This is backed up by quantitative research. Researchers at Saïd Business School, led by Professor Richard Whittington, studied hundreds of S&P 500 companies between 2000 and 2010, focusing on businesses with new chief executives. They concluded that an incoming management team that gives a prompt, clear strategy presentation will typically be rewarded with a five percentage point increase in their company's share price.

In Schroders' case, Oldfield’s appointment after only a year at the company is already a considerable departure from usual practice. Former chief executives have tended to be company lifers with long careers working up through the ranks. Harrison, for example, who has led Schroders since 2016, joined the company in 1988 as a graduate trainee, before going out into the world for a few years. By contrast, Oldfield has come up via the consultancy/accountancy route after a long stint at PwC.

Oldfield’s appointment seems to strike the right balance for a company as traditional as Schroders. He has enough knowledge of the business to be able to make a positive impact, without necessarily carrying the baggage of a venerable and still family-controlled entity.   
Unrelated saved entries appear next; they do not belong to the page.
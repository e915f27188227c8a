use actix_cors::Cors;
use actix_web::{App, HttpServer, dev::Server, middleware, web};

use crate::config::Config;
use crate::grader::Grader;
use crate::routes::{get_logs_handler, submit_handler};

pub fn build_server(config: Config) -> std::io::Result<Server> {
    let Config {
        server: server_config,
        grading,
    } = config;
    let grader = web::Data::new(Grader::new(grading));

    let server = HttpServer::new(move || {
        App::new()
            .app_data(grader.clone())
            .wrap(middleware::Logger::default())
            .wrap(Cors::permissive())
            .service(web::resource("/api/submit").route(web::post().to(submit_handler)))
            .service(web::resource("/api/logs").route(web::get().to(get_logs_handler)))
    })
    .bind((
        server_config
            .bind_address
            .unwrap_or("127.0.0.1".to_string()),
        server_config.bind_port.unwrap_or(8000),
    ))?
    .run();

    Ok(server)
}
What can new management do?

Before new management can offer solutions, however, it must first understand Schroders' problems.
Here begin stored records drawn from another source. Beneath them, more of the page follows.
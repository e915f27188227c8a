use actix_web::{HttpResponse, Responder, web};

use crate::grader::Grader;

/// Cumulative failure log across every submission ever graded.
pub async fn get_logs_handler(grader: web::Data<Grader>) -> impl Responder {
    HttpResponse::Ok().json(grader.ledger().load())
}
These are fairly wide-ranging. The investment manager has struggled to expand organically in recent years, cost growth has been out of kilter with revenue growth, outflows have been high, acquisitions have backfired and – according to one broker – “reporting has been confusing, patchy and designed to flatter more than inform”. 

Panmure Liberum analyst Rae Maile sums up the current situation well: “Rather than pretending that it is better than it is, the company needs to get better at being what it is and get the focus back on shareholders rather than noble deeds."

The good news is that the macroeconomic environment appears to shifting in Schroders’ favour as interest rates fall slowly back to more benign levels. This should remove some of the competition from cash that asset and wealth managers have faced since the Bank of England started increasing rates in 2021.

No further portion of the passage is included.